Items listed in a dataset:
____

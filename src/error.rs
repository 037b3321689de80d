use crate::frame::FrameError;

/// Errors returned by the UART and I2C readers.
///
/// `E` is the error type of the underlying transport.
#[derive(Debug, Clone, Copy, Eq, PartialEq)]
#[cfg_attr(feature = "thiserror", derive(thiserror::Error))]
#[cfg_attr(feature = "defmt", derive(defmt::Format))]
pub enum Error<E> {
    /// The serial port or I2C bus reported an error.
    #[cfg_attr(feature = "thiserror", error("transport error: {0:?}"))]
    Transport(E),
    /// The idle timeout elapsed before a full frame was received.
    #[cfg_attr(
        feature = "thiserror",
        error("timed out after receiving {received} of 32 frame bytes")
    )]
    Timeout { received: usize },
    /// The frame did not start with the expected header bytes.
    #[cfg_attr(feature = "thiserror", error("invalid frame header {0:02x?}"))]
    InvalidHeader([u8; 2]),
    /// The frame checksum did not match the sum of the data bytes.
    #[cfg_attr(
        feature = "thiserror",
        error("checksum mismatch: frame says {expected:#06x}, computed {computed:#06x}")
    )]
    ChecksumMismatch { expected: u16, computed: u16 },
    /// The sensor did not acknowledge its address.
    #[cfg_attr(feature = "thiserror", error("sensor not connected"))]
    NotConnected,
}

impl<E> From<FrameError> for Error<E> {
    fn from(e: FrameError) -> Self {
        match e {
            FrameError::InvalidHeader(header) => Error::InvalidHeader(header),
            FrameError::ChecksumMismatch { expected, computed } => {
                Error::ChecksumMismatch { expected, computed }
            }
        }
    }
}
use embedded_hal::delay::DelayNs;
use embedded_hal::i2c::I2c;

use crate::config::UartConfig;
use crate::i2c::I2cReader;
use crate::sensor::ParticulateSensor;
use crate::transport::SerialTransport;
use crate::types::{Measurement, MeasurementContext, Mode, ParticleChannel, Reading};
use crate::uart::UartReader;

/// MPM10 driver.
///
/// Holds the measurement context and flattens reader errors into the invalid, all-zero
/// [`Reading`] and zero particle counts. Use [`Mpm10::read_measurement`] or the reader
/// returned by [`Mpm10::sensor_mut`] to see why a read failed.
#[derive(Debug)]
pub struct Mpm10<S> {
    sensor: S,
    context: MeasurementContext,
}

impl<S, D> Mpm10<UartReader<S, D>>
where
    S: SerialTransport,
    D: DelayNs,
{
    /// Creates a driver reading frames from a serial port with the default configuration.
    pub fn new_uart(serial: S, delay: D) -> Self {
        Self::new(UartReader::new(serial, delay))
    }

    pub fn new_uart_with_config(serial: S, delay: D, config: UartConfig) -> Self {
        Self::new(UartReader::with_config(serial, delay, config))
    }
}

impl<I2C> Mpm10<I2cReader<I2C>>
where
    I2C: I2c,
{
    /// Creates a driver reading registers at the default I2C address.
    pub fn new_i2c(i2c: I2C) -> Self {
        Self::new(I2cReader::new(i2c))
    }
}

impl<S: ParticulateSensor> Mpm10<S> {
    pub fn new(sensor: S) -> Self {
        Self {
            sensor,
            context: MeasurementContext::default(),
        }
    }

    pub fn mode(&self) -> Mode {
        S::MODE
    }

    pub fn measurement_context(&self) -> MeasurementContext {
        self.context
    }

    /// Selects the context used by following reads.
    ///
    /// Accepts a [`MeasurementContext`] or its raw `u8` value. Unknown raw values are
    /// ignored and the current context is kept.
    pub fn set_measurement_context<C>(&mut self, context: C)
    where
        C: TryInto<MeasurementContext>,
    {
        match context.try_into() {
            Ok(context) => self.context = context,
            Err(_) => debug!("mpm10: ignoring unknown measurement context"),
        }
    }

    /// Reads PM1.0, PM2.5 and PM10 in the current context.
    pub fn read_data(&mut self) -> Reading {
        Reading::from(self.sensor.read(self.context))
    }

    /// Reads concentrations and all particle counts in one go.
    pub fn read_measurement(&mut self) -> Result<Measurement, S::Error> {
        self.sensor.read_measurement(self.context)
    }

    /// Over UART this performs a full blocking capture.
    pub fn is_connected(&mut self) -> bool {
        self.sensor.is_connected()
    }

    /// Particle count of one channel, or zero if it could not be read.
    pub fn particle_count(&mut self, channel: ParticleChannel) -> u16 {
        self.sensor.particle_count(channel).unwrap_or(0)
    }

    pub fn pm_in_300ml(&mut self) -> u16 {
        self.particle_count(ParticleChannel::In300mL)
    }

    pub fn pm_in_500ml(&mut self) -> u16 {
        self.particle_count(ParticleChannel::In500mL)
    }

    pub fn pm_in_1l(&mut self) -> u16 {
        self.particle_count(ParticleChannel::In1L)
    }

    pub fn pm_in_2_5l(&mut self) -> u16 {
        self.particle_count(ParticleChannel::In2_5L)
    }

    pub fn pm_in_5l(&mut self) -> u16 {
        self.particle_count(ParticleChannel::In5L)
    }

    pub fn pm_in_10l(&mut self) -> u16 {
        self.particle_count(ParticleChannel::In10L)
    }

    pub fn sensor(&self) -> &S {
        &self.sensor
    }

    pub fn sensor_mut(&mut self) -> &mut S {
        &mut self.sensor
    }

    /// Releases the underlying reader.
    pub fn destroy(self) -> S {
        self.sensor
    }
}

#[cfg(test)]
mod tests {
    use super::*;
    use crate::frame::tests::{build_frame, sample_frame};
    use crate::frame::FRAME_LEN;
    use crate::uart::tests::ScriptedSerial;
    use embedded_hal::i2c::ErrorKind;
    use embedded_hal_mock::eh1::delay::NoopDelay as DelayMock;
    use embedded_hal_mock::eh1::i2c::{Mock as I2cMock, Transaction};

    const INVALID: Reading = Reading {
        pm1_0: 0,
        pm2_5: 0,
        pm10: 0,
        valid: false,
    };

    fn uart(bytes: &[u8]) -> Mpm10<UartReader<ScriptedSerial, DelayMock>> {
        Mpm10::new_uart(ScriptedSerial::new(bytes), DelayMock::new())
    }

    #[test]
    fn defaults_to_standard_context() {
        let mut sensor = uart(&sample_frame());
        assert_eq!(sensor.mode(), Mode::Uart);
        assert_eq!(sensor.measurement_context(), MeasurementContext::Standard);
        assert_eq!(
            sensor.read_data(),
            Reading {
                pm1_0: 10,
                pm2_5: 20,
                pm10: 30,
                valid: true
            }
        );
    }

    #[test]
    fn atmospheric_context() {
        let mut sensor = uart(&sample_frame());
        sensor.set_measurement_context(MeasurementContext::Atmospheric);
        assert_eq!(
            sensor.read_data(),
            Reading {
                pm1_0: 5,
                pm2_5: 15,
                pm10: 25,
                valid: true
            }
        );
    }

    #[test]
    fn raw_context_values() {
        let mut sensor = uart(&[]);
        sensor.set_measurement_context(1u8);
        assert_eq!(sensor.measurement_context(), MeasurementContext::Atmospheric);
        sensor.set_measurement_context(99u8);
        assert_eq!(sensor.measurement_context(), MeasurementContext::Atmospheric);
        sensor.set_measurement_context(0u8);
        assert_eq!(sensor.measurement_context(), MeasurementContext::Standard);
        sensor.set_measurement_context(2u8);
        assert_eq!(sensor.measurement_context(), MeasurementContext::Standard);
    }

    #[test]
    fn short_capture_is_invalid_reading() {
        let bytes = sample_frame();
        let mut sensor = uart(&bytes[..FRAME_LEN - 1]);
        assert_eq!(sensor.read_data(), INVALID);
    }

    #[test]
    fn corrupted_frame_is_invalid_reading() {
        let mut bytes = sample_frame();
        bytes[12] ^= 0x80;
        let mut sensor = uart(&bytes);
        assert_eq!(sensor.read_data(), INVALID);
    }

    #[test]
    fn uart_counts() {
        let frame = build_frame([0; 3], [0; 3], [11, 22, 33, 44, 55, 66]);
        let mut bytes = Vec::new();
        for _ in 0..6 {
            bytes.extend_from_slice(&frame);
        }
        let mut sensor = uart(&bytes);
        assert_eq!(
            [
                sensor.pm_in_300ml(),
                sensor.pm_in_500ml(),
                sensor.pm_in_1l(),
                sensor.pm_in_2_5l(),
                sensor.pm_in_5l(),
                sensor.pm_in_10l(),
            ],
            [11, 22, 33, 44, 55, 66]
        );
        // Nothing left to capture.
        assert_eq!(sensor.pm_in_300ml(), 0);
    }

    #[test]
    fn uart_connectivity_follows_frame_validity() {
        let mut bytes = sample_frame();
        let mut sensor = uart(&bytes);
        assert!(sensor.is_connected());

        bytes[0] = 0;
        let mut sensor = uart(&bytes);
        assert!(!sensor.is_connected());

        let (serial, _) = sensor.destroy().destroy();
        assert_eq!((serial.opened, serial.closed), (1, 1));
    }

    #[test]
    fn i2c_read_data() {
        let expectations = [
            Transaction::write(0x19, vec![]),
            Transaction::write_read(0x19, vec![0x05], vec![0x00, 0x0A]),
            Transaction::write_read(0x19, vec![0x07], vec![0x00, 0x14]),
            Transaction::write_read(0x19, vec![0x09], vec![0x00, 0x1E]),
        ];
        let mut sensor = Mpm10::new_i2c(I2cMock::new(&expectations));
        assert_eq!(sensor.mode(), Mode::I2c);
        assert_eq!(
            sensor.read_data(),
            Reading {
                pm1_0: 10,
                pm2_5: 20,
                pm10: 30,
                valid: true
            }
        );
        let mut mock = sensor.destroy().destroy();
        mock.done();
    }

    #[test]
    fn i2c_partial_failure_is_invalid_reading() {
        let expectations = [
            Transaction::write(0x19, vec![]),
            Transaction::write_read(0x19, vec![0x0B], vec![0x00, 0x05]),
            Transaction::write_read(0x19, vec![0x0D], vec![0x00, 0x0F]),
            Transaction::write_read(0x19, vec![0x0F], vec![0x00, 0x00])
                .with_error(ErrorKind::Other),
        ];
        let mut sensor = Mpm10::new_i2c(I2cMock::new(&expectations));
        sensor.set_measurement_context(MeasurementContext::Atmospheric);
        assert_eq!(sensor.read_data(), INVALID);
        let mut mock = sensor.destroy().destroy();
        mock.done();
    }

    #[test]
    fn i2c_failed_count_is_zero() {
        let expectations = [
            Transaction::write_read(0x19, vec![0x11], vec![0x01, 0x2C]),
            Transaction::write_read(0x19, vec![0x13], vec![0x00, 0x00])
                .with_error(ErrorKind::Other),
            Transaction::write_read(0x19, vec![0x15], vec![0x00, 0x07]),
        ];
        let mut sensor = Mpm10::new_i2c(I2cMock::new(&expectations));
        assert_eq!(sensor.pm_in_300ml(), 300);
        assert_eq!(sensor.pm_in_500ml(), 0);
        assert_eq!(sensor.pm_in_1l(), 7);
        let mut mock = sensor.destroy().destroy();
        mock.done();
    }

    #[test]
    fn i2c_connectivity_uses_presence_probe() {
        let expectations = [
            Transaction::write(0x19, vec![]),
            Transaction::write(0x19, vec![]).with_error(ErrorKind::Other),
        ];
        let mut sensor = Mpm10::new_i2c(I2cMock::new(&expectations));
        assert!(sensor.is_connected());
        assert!(!sensor.is_connected());
        let mut mock = sensor.destroy().destroy();
        mock.done();
    }
}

____

> **WHAT YOU ARE ASKED TO DO**
After reading through the records, count the lines that hold the string "full" and give only the count.

> **ANSWER FOR THIS EXERCISE**
2